Im vierten Quartal 2008 und im ersten Quartal 2009 haben sich große institutionelle Investoren verstärkt aus den Gesellschaften zurückgezogen. Auf der anderen Seite haben viele Kleinaktionäre die vorteilhaften Kurse genutzt und beispielsweise Blue-Chip-Werte so günstig wie schon seit Jahren nicht mehr eingekauft. Dieses Verhalten führte zu einer Verschiebung der Aktionärsstrukturen in den Gesellschaften. „Kapitalpräsenz gewinnen die Gesellschaften nur über institutionelle Anleger mit großen Aktienpaketen. Für diese Zielgruppe greifen auch Maßnahmen wie Proxy Solicitation Kampagnen, die im Vorfeld einer Hauptversammlung den Dialog zwischen Gesellschaft und Investoren fördern. Diesen gezielten Dialog kann die Gesellschaft nicht mit Tausenden Aktionären führen, die jeweils kleinere Aktienpakete in ihrem Depot halten“, so Thomas Licharz.

Im Vergleich der Kapitalpräsenzen der DAX®-30 Gesellschaften von 2008 und 2009, haben ein Drittel der Unternehmen jeweils über fünf Prozentpunkte verloren.
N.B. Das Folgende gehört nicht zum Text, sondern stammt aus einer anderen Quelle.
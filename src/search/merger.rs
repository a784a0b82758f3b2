//! Merging of per-provider result lists
//!
//! Flatten in input order, drop duplicate URLs (first occurrence wins),
//! stable-sort by provider priority and truncate.

use crate::types::{ProviderId, SearchResult};
use std::collections::{HashMap, HashSet};
use url::Url;

/// Combines per-provider result lists into one ranked list
#[derive(Debug, Clone)]
pub struct ResultMerger {
    priorities: HashMap<ProviderId, u8>,
}

impl Default for ResultMerger {
    fn default() -> Self {
        Self::new(
            ProviderId::ALL
                .iter()
                .map(|id| (*id, id.default_priority()))
                .collect(),
        )
    }
}

impl ResultMerger {
    pub fn new(priorities: HashMap<ProviderId, u8>) -> Self {
        Self { priorities }
    }

    /// Priority of a provider; unlisted providers rank lowest
    pub fn priority(&self, provider: Option<ProviderId>) -> u8 {
        provider
            .and_then(|id| self.priorities.get(&id).copied())
            .unwrap_or(0)
    }

    /// Merge `(provider, results)` pairs into at most `limit` results
    pub fn merge(&self, contributions: &[(ProviderId, Vec<SearchResult>)], limit: usize) -> Vec<SearchResult> {
        let mut seen = HashSet::new();
        let mut merged = Vec::new();

        for (provider, results) in contributions {
            for result in results {
                let key = canonical_url(&result.url);
                if key.is_empty() || !seen.insert(key) {
                    continue;
                }

                let mut result = result.clone();
                result.provider.get_or_insert(*provider);
                merged.push(result);
            }
        }

        // sort_by_key is stable, equal priorities keep insertion order
        merged.sort_by_key(|r| std::cmp::Reverse(self.priority(r.provider)));
        merged.truncate(limit);
        merged
    }
}

/// Normalize a URL for duplicate detection.
///
/// Lowercases scheme and host, drops the fragment and a trailing slash.
/// Unparseable URLs are compared by their trimmed text.
pub fn canonical_url(raw: &str) -> String {
    let trimmed = raw.trim();
    if trimmed.is_empty() {
        return String::new();
    }

    match Url::parse(trimmed) {
        Ok(mut url) => {
            url.set_fragment(None);
            let mut canonical = url.to_string();
            if canonical.ends_with('/') && url.query().is_none() {
                canonical.pop();
            }
            canonical
        }
        Err(_) => trimmed.trim_end_matches('/').to_string(),
    }
}

#[cfg(test)]
mod tests {
    use super::*;

    fn hit(url: &str, provider: ProviderId) -> SearchResult {
        SearchResult::new(format!("title {}", url), url, "", provider)
    }

    fn urls(results: &[SearchResult]) -> Vec<&str> {
        results.iter().map(|r| r.url.as_str()).collect()
    }

    #[test]
    fn test_dedup_first_occurrence_wins() {
        let merger = ResultMerger::default();
        let x = "https://x.example/";
        let y = "https://y.example/";

        let merged = merger.merge(
            &[
                (ProviderId::Brave, vec![hit(x, ProviderId::Brave)]),
                (ProviderId::Brave, vec![hit(x, ProviderId::Brave), hit(y, ProviderId::Brave)]),
            ],
            10,
        );

        assert_eq!(urls(&merged), vec![x, y]);
    }

    #[test]
    fn test_priority_ordering() {
        let merger = ResultMerger::default();
        let merged = merger.merge(
            &[
                (ProviderId::Brave, vec![hit("https://b.example/1", ProviderId::Brave)]),
                (ProviderId::Google, vec![hit("https://g.example/1", ProviderId::Google)]),
            ],
            10,
        );

        assert_eq!(merged[0].provider, Some(ProviderId::Google));
        assert_eq!(merged[1].provider, Some(ProviderId::Brave));
    }

    #[test]
    fn test_equal_priority_keeps_input_order() {
        let merger = ResultMerger::default();
        let merged = merger.merge(
            &[(
                ProviderId::Searxng,
                vec![
                    hit("https://c.example/", ProviderId::Searxng),
                    hit("https://a.example/", ProviderId::Searxng),
                    hit("https://b.example/", ProviderId::Searxng),
                ],
            )],
            10,
        );

        assert_eq!(urls(&merged), vec!["https://c.example/", "https://a.example/", "https://b.example/"]);
    }

    #[test]
    fn test_duplicate_across_providers_keeps_first_seen() {
        let merger = ResultMerger::default();
        let shared = "https://shared.example/page";

        let merged = merger.merge(
            &[
                (ProviderId::DuckDuckGo, vec![hit(shared, ProviderId::DuckDuckGo)]),
                (ProviderId::Google, vec![hit(shared, ProviderId::Google)]),
            ],
            10,
        );

        assert_eq!(merged.len(), 1);
        assert_eq!(merged[0].provider, Some(ProviderId::DuckDuckGo));
    }

    #[test]
    fn test_truncate_and_skip_empty_urls() {
        let merger = ResultMerger::default();
        let results: Vec<_> = (0..8)
            .map(|n| hit(&format!("https://n.example/{}", n), ProviderId::Brave))
            .chain(std::iter::once(hit("  ", ProviderId::Brave)))
            .collect();

        let merged = merger.merge(&[(ProviderId::Brave, results)], 5);
        assert_eq!(merged.len(), 5);
        assert!(merged.iter().all(|r| !r.url.trim().is_empty()));
    }

    #[test]
    fn test_stamps_missing_provider() {
        let merger = ResultMerger::default();
        let mut unstamped = hit("https://u.example/", ProviderId::Brave);
        unstamped.provider = None;

        let merged = merger.merge(&[(ProviderId::Searxng, vec![unstamped])], 5);
        assert_eq!(merged[0].provider, Some(ProviderId::Searxng));
    }

    #[test]
    fn test_custom_priorities() {
        let merger = ResultMerger::new(HashMap::from([(ProviderId::DuckDuckGo, 9)]));
        let merged = merger.merge(
            &[
                (ProviderId::Google, vec![hit("https://g.example/", ProviderId::Google)]),
                (ProviderId::DuckDuckGo, vec![hit("https://d.example/", ProviderId::DuckDuckGo)]),
            ],
            5,
        );

        assert_eq!(merged[0].provider, Some(ProviderId::DuckDuckGo));
        assert_eq!(merger.priority(Some(ProviderId::Google)), 0);
    }

    #[test]
    fn test_canonical_url() {
        assert_eq!(canonical_url("HTTPS://Example.COM/a/#frag"), "https://example.com/a");
        assert_eq!(canonical_url("https://example.com"), "https://example.com");
        assert_eq!(canonical_url("https://example.com/?q=1"), "https://example.com/?q=1");
        assert_eq!(canonical_url(""), "");
    }
}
Dagegen stehen zwei große Gewinner. Vor dem Hintergrund einer im Jahresverlauf stark veränderten Aktionärsstruktur konnte Volkswagen AG eine Steigerung der Kapitalpräsenz von 18,12 Prozent verbuchen. Betrachtet man nur den Anteil der breit gestreuten Vorzugsaktien, beläuft sich die Kapitalpräsenz in 2009 auf einem äußerst niedrigen Niveau von 17,2 Prozent. Der zweite Gewinner war die Deutsche Bank mit einem Zuwachs in Höhe von 8,74 Prozent. Dabei hatte sich der Free Float im Jahresverlauf nur unwesentlich geändert.

Generell muss bei der Gegenüberstellung der Kapitalpräsenzen berücksichtigt werden, dass durch die zahlreichen Auf- und Abstiege in den vergangenen beiden Jahren nicht immer die gleichen Gesellschaften im DAX®-30 gelistet waren. Würde man die Kapitalpräsenzen der Gesellschaften, die auch schon 2008 im DAX® geführt wurden, alleine betrachten, wäre die Quote um rund einen Prozentpunkt unter den Vorjahreswert gesunken.

„Wir gehen davon aus, dass sich die Kapitalpräsenzquote auf dem erreichten Level stabilisiert. Bereits jetzt ist zu erkennen, dass der Anteil institutioneller Anleger wieder steigt“, prognostiziert Thomas Licharz die weitere Entwicklung.